If, as U-T columnist Tom Krasovic (August 19) declares, "That unwritten rule should be tossed in the trash," and his colleague, Bryce Miller, insists, "Tingler gets it right after his initial bobble" (after initially apologized), then the whole idea of sportsmanship and respecting your opponent on the younger (and non-professional) levels becomes eroded that much further.
When I was a student athlete, there were whispers about the youth and prep coaches who didn't respect these unwritten rules, and were known to pile on the score even after their team had amassed large leads.
The same during my 16 years covering San Diego high school sports: There are a few bad apples, who hide behind the facade, "But I run a high-expectations program, I'm going to push my kids," who are the ones in the county known for their unsportsmanlike philosophies.
This is a bigger thing than making sure you win, as Padres defenders have argued, Padres relievers representing a leaky sieve and giving leads away during the losing streak that preceded Tatis' grand slam (resulting in an 11-run lead). "We have to score as many runs as we can, because we don't have any guarantees our bullpen will hold even a large lead."
But that's at the pro level. During an abbreviated 60-game Major League season, I get it, every game is like playing in the last two months of the season--because every game is being played in the last two months in 2020 (with the truncated schedule). The Padres are fighting to be one of two National League Western Division teams that automatically qualify for the postseason, or one of two top percentage leaders outside of those six to move on.
My mind goes back to Mission Bay's Dillon Baxter, who absolutely buried the Viking football team many years ago, with his hand in six (maybe seven?) touchdowns in an absolute blowout on the old grass Tom Edwards Stadium surface.
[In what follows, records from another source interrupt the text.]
//! Leveled logging for scan runs.
//!
//! Log lines are formatted as `[SEVERITY] [YYYY/MM/DD HH:mm:ss] message` and
//! go either to standard output or to an append-only file. Logging is
//! best-effort: a failed write never aborts a scan, which is why the writing
//! methods return nothing.
//!
//! # Example
//!
//! ```
//! use reactscope::logger::{Logger, LogLevel};
//!
//! let logger = Logger::new(LogLevel::Info);
//! logger.info("Parsing package.json");
//! logger.debug("this is filtered out at Info level");
//! ```

use chrono::Local;
use std::fs::{File, OpenOptions};
use std::io::{self, Write};
use std::path::Path;
use std::str::FromStr;
use std::sync::Mutex;

use serde::{Deserialize, Serialize};

/// Minimum severity a message must have to be written.
///
/// Ordering matters: `Debug < Info < Warn < Error < Disabled`. A logger at
/// level `Warn` writes warnings and errors only; `Disabled` writes nothing.
#[derive(Debug, Clone, Copy, PartialEq, Eq, PartialOrd, Ord, Serialize, Deserialize)]
#[serde(rename_all = "UPPERCASE")]
pub enum LogLevel {
    Debug,
    Info,
    Warn,
    Error,
    Disabled,
}

impl FromStr for LogLevel {
    type Err = String;

    fn from_str(s: &str) -> Result<Self, Self::Err> {
        match s.to_lowercase().as_str() {
            "debug" => Ok(LogLevel::Debug),
            "info" => Ok(LogLevel::Info),
            "warn" => Ok(LogLevel::Warn),
            "error" => Ok(LogLevel::Error),
            "disabled" => Ok(LogLevel::Disabled),
            _ => Err(format!(
                "Unknown log level: '{}'. Valid levels: debug, info, warn, error, disabled",
                s
            )),
        }
    }
}

impl std::fmt::Display for LogLevel {
    fn fmt(&self, f: &mut std::fmt::Formatter<'_>) -> std::fmt::Result {
        let s = match self {
            LogLevel::Debug => "debug",
            LogLevel::Info => "info",
            LogLevel::Warn => "warn",
            LogLevel::Error => "error",
            LogLevel::Disabled => "disabled",
        };
        write!(f, "{}", s)
    }
}

/// Where log lines end up.
enum Destination {
    Stdout,
    // Mutex keeps concurrent project tasks from interleaving within a line.
    File(Mutex<File>),
}

/// A leveled, destination-aware logger shared across project tasks.
pub struct Logger {
    level: LogLevel,
    destination: Destination,
}

impl Logger {
    /// Creates a logger that writes to standard output.
    pub fn new(level: LogLevel) -> Self {
        Self {
            level,
            destination: Destination::Stdout,
        }
    }

    /// Creates a logger that appends to the file at `path`, creating it if
    /// it does not exist.
    pub fn with_file(level: LogLevel, path: &Path) -> io::Result<Self> {
        let file = OpenOptions::new().create(true).append(true).open(path)?;
        Ok(Self {
            level,
            destination: Destination::File(Mutex::new(file)),
        })
    }

    /// Logs a message at ERROR severity.
    pub fn error(&self, message: &str) {
        if self.level <= LogLevel::Error {
            self.write_line("ERROR", message);
        }
    }

    /// Logs a message at WARNING severity.
    pub fn warn(&self, message: &str) {
        if self.level <= LogLevel::Warn {
            self.write_line("WARNING", message);
        }
    }

    /// Logs a message at INFO severity.
    pub fn info(&self, message: &str) {
        if self.level <= LogLevel::Info {
            self.write_line("INFO", message);
        }
    }

    /// Logs a message at DEBUG severity.
    pub fn debug(&self, message: &str) {
        if self.level <= LogLevel::Debug {
            self.write_line("DEBUG", message);
        }
    }

    fn write_line(&self, severity: &str, message: &str) {
        let line = format_line(severity, message);
        match &self.destination {
            Destination::Stdout => println!("{}", line),
            Destination::File(file) => {
                // Best-effort: a poisoned lock or a failed write is dropped.
                if let Ok(mut file) = file.lock() {
                    let _ = writeln!(file, "{}", line);
                }
            }
        }
    }
}

fn format_line(severity: &str, message: &str) -> String {
    let timestamp = Local::now().format("%Y/%m/%d %H:%M:%S");
    format!("[{}] [{}] {}", severity, timestamp, message)
}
I can understand the motivation. Baxter is compiling a record to attract top college recruiters, which he successfully did in garnering an athletic scholarship to play football at USC. (He later was cut from the program for associating with a pro agent, and other rule violations--his decision-making at the time hadn't matured.)
But in the sandlot, you still encounter the maniac coach, in almost every case male in my experience, some of them living through their kids, others focused on being a "successful coach" in a "top-flight" program, who piles up the score against helpless opponents. Such coaches never got the wider perspective of the youth/high school coach as mentor of formative youth, who is building well-rounded young people for futures in all fields (99 percent of those fields not being professional athletic fields of competition).
Let me put it to rest: As a teacher, grandparent, reporter covering high school sports, my central focus is on how our CIF sports contribute to or detract from providing student-athletes (they are enrolled in school) with positive opportunities for healthy competition, yes, but also growth for future lives in caring professions, academia, business, you name it. Let's model, mold, and nurture them toward having a heart, a heart for work and sacrificial teamwork with classmates, but also a heart for the players in the other dugout. Especially on those afternoons when everybody knows one team way outclasses the other in talent, and massacring the inferior team by posting humiliating numbers up on the scoreboard to shame the opponent isn't honor. It's honor-less.
Let's keep a wider perspective of how our activities for youth mold better human beings (or fail to do so). And that includes the pros, who when we're kids we naturally look up to and emulate in everything from length of baseball pants, to mannerisms at the plate, to how we view our opponent on the other side of the field.